Make an exact copy of every entry.

- Records for processing:
========

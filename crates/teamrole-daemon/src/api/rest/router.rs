//! API Router configuration

use super::handlers;
use super::state::AppState;
use axum::{
    routing::{get, post},
    Router,
};
use tower_http::trace::TraceLayer;

/// Create the main API router
pub fn create_router(state: AppState) -> Router {
    let api_routes = Router::new()
        .route("/health", get(handlers::health_check))
        .route("/status", get(handlers::daemon_status))
        .route("/reconcile", post(handlers::trigger_reconcile));

    Router::new()
        .nest("/api/v1", api_routes)
        .layer(TraceLayer::new_for_http())
        .with_state(state)
}

#[cfg(test)]
mod tests {
    use super::*;
    use crate::config::DaemonConfig;
    use crate::directory::InMemoryDirectory;
    use crate::roster::StaticRoster;
    use crate::scheduler::{Reconciler, Scheduler};
    use axum::body::{to_bytes, Body};
    use axum::http::{Request, StatusCode};
    use std::sync::Arc;
    use tokio::sync::mpsc;
    use tower::ServiceExt;

    fn app() -> (Router, Arc<Scheduler>, mpsc::Receiver<()>) {
        let config = DaemonConfig::development();
        let directory = Arc::new(InMemoryDirectory::new(config.guild()));
        let reconciler = Arc::new(Reconciler::new(
            directory,
            Arc::new(StaticRoster::new()),
            &config,
        ));
        let (scheduler, rx) = Scheduler::new(config.scheduler.clone(), reconciler);
        (create_router(AppState::new(scheduler.clone())), scheduler, rx)
    }

    async fn json(response: axum::response::Response) -> serde_json::Value {
        let bytes = to_bytes(response.into_body(), usize::MAX).await.unwrap();
        serde_json::from_slice(&bytes).unwrap()
    }

    #[tokio::test]
    async fn test_health() {
        let (app, _, _rx) = app();
        let response = app
            .oneshot(Request::get("/api/v1/health").body(Body::empty()).unwrap())
            .await
            .unwrap();

        assert_eq!(response.status(), StatusCode::OK);
        let body = json(response).await;
        assert_eq!(body["status"], "healthy");
        assert_eq!(body["version"], env!("CARGO_PKG_VERSION"));
        assert!(body["uptime_secs"].is_u64());
    }

    #[tokio::test]
    async fn test_status_reports_bindings_and_last_tick() {
        let (app, scheduler, _rx) = app();
        scheduler.reconcile_once().await;

        let response = app
            .oneshot(Request::get("/api/v1/status").body(Body::empty()).unwrap())
            .await
            .unwrap();
        assert_eq!(response.status(), StatusCode::OK);

        let body = json(response).await;
        assert_eq!(body["guild_id"], "dev-guild");
        assert_eq!(body["teams"][0]["side"], "red");
        assert_eq!(body["teams"][1]["role"], "Blue");
        assert_eq!(body["scheduler"]["ticks"], 1);
        assert_eq!(body["scheduler"]["last_tick"]["guild_available"], true);
    }

    #[tokio::test]
    async fn test_trigger_queues_tick() {
        let (app, _, mut rx) = app();
        let response = app
            .oneshot(
                Request::post("/api/v1/reconcile")
                    .body(Body::empty())
                    .unwrap(),
            )
            .await
            .unwrap();

        assert_eq!(response.status(), StatusCode::ACCEPTED);
        assert!(rx.try_recv().is_ok());
    }

    #[tokio::test]
    async fn test_trigger_after_loop_exit_is_unavailable() {
        let (app, _, rx) = app();
        drop(rx);

        let response = app
            .oneshot(
                Request::post("/api/v1/reconcile")
                    .body(Body::empty())
                    .unwrap(),
            )
            .await
            .unwrap();
        assert_eq!(response.status(), StatusCode::SERVICE_UNAVAILABLE);
        assert_eq!(json(response).await["code"], "UNAVAILABLE");
    }
}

========

- Your response:
filename crates/teamrole-daemon/src/api/rest/router.rs
//! API Router configuration

use super::handlers;
use super::state::AppState;
use axum::{
    routing::{get, post},
    Router,
};
use tower_http::trace::TraceLayer;

/// Create the main API router
pub fn create_router(state: AppState) -> Router {
    let api_routes = Router::new()
        .route("/health", get(handlers::health_check))
        .route("/status", get(handlers::daemon_status))
        .route("/reconcile", post(handlers::trigger_reconcile));

    Router::new()
        .nest("/api/v1", api_routes)
        .layer(TraceLayer::new_for_http())
        .with_state(state)
}

#[cfg(test)]
mod tests {
    use super::*;
    use crate::config::DaemonConfig;
    use crate::directory::InMemoryDirectory;
    use crate::roster::StaticRoster;
    use crate::scheduler::{Reconciler, Scheduler};
    use axum::body::{to_bytes, Body};
    use axum::http::{Request, StatusCode};
    use std::sync::Arc;
    use tokio::sync::mpsc;
    use tower::ServiceExt;

    fn app() -> (Router, Arc<Scheduler>, mpsc::Receiver<()>) {
        let config = DaemonConfig::development();
        let directory = Arc::new(InMemoryDirectory::new(config.guild()));
        let reconciler = Arc::new(Reconciler::new(
            directory,
            Arc::new(StaticRoster::new()),
            &config,
        ));
        let (scheduler, rx) = Scheduler::new(config.scheduler.clone(), reconciler);
        (create_router(AppState::new(scheduler.clone())), scheduler, rx)
    }

    async fn json(response: axum::response::Response) -> serde_json::Value {
        let bytes = to_bytes(response.into_body(), usize::MAX).await.unwrap();
        serde_json::from_slice(&bytes).unwrap()
    }

    #[tokio::test]
    async fn test_health() {
        let (app, _, _rx) = app();
        let response = app
            .oneshot(Request::get("/api/v1/health").body(Body::empty()).unwrap())
            .await
            .unwrap();

        assert_eq!(response.status(), StatusCode::OK);
        let body = json(response).await;
        assert_eq!(body["status"], "healthy");
        assert_eq!(body["version"], env!("CARGO_PKG_VERSION"));
        assert!(body["uptime_secs"].is_u64());
    }

    #[tokio::test]
    async fn test_status_reports_bindings_and_last_tick() {
        let (app, scheduler, _rx) = app();
        scheduler.reconcile_once().await;

        let response = app
            .oneshot(Request::get("/api/v1/status").body(Body::empty()).unwrap())
            .await
            .unwrap();
        assert_eq!(response.status(), StatusCode::OK);

        let body = json(response).await;
        assert_eq!(body["guild_id"], "dev-guild");
        assert_eq!(body["teams"][0]["side"], "red");
        assert_eq!(body["teams"][1]["role"], "Blue");
        assert_eq!(body["scheduler"]["ticks"], 1);
        assert_eq!(body["scheduler"]["last_tick"]["guild_available"], true);
    }

    #[tokio::test]
    async fn test_trigger_queues_tick() {
        let (app, _, mut rx) = app();
        let response = app
            .oneshot(
                Request::post("/api/v1/reconcile")
                    .body(Body::empty())
                    .unwrap(),
            )
            .await
            .unwrap();

        assert_eq!(response.status(), StatusCode::ACCEPTED);
        assert!(rx.try_recv().is_ok());
    }

    #[tokio::test]
    async fn test_trigger_after_loop_exit_is_unavailable() {
        let (app, _, rx) = app();
        drop(rx);

        let response = app
            .oneshot(
                Request::post("/api/v1/reconcile")
                    .body(Body::empty())
                    .unwrap(),
            )
            .await
            .unwrap();
        assert_eq!(response.status(), StatusCode::SERVICE_UNAVAILABLE);
        assert_eq!(json(response).await["code"], "UNAVAILABLE");
    }
}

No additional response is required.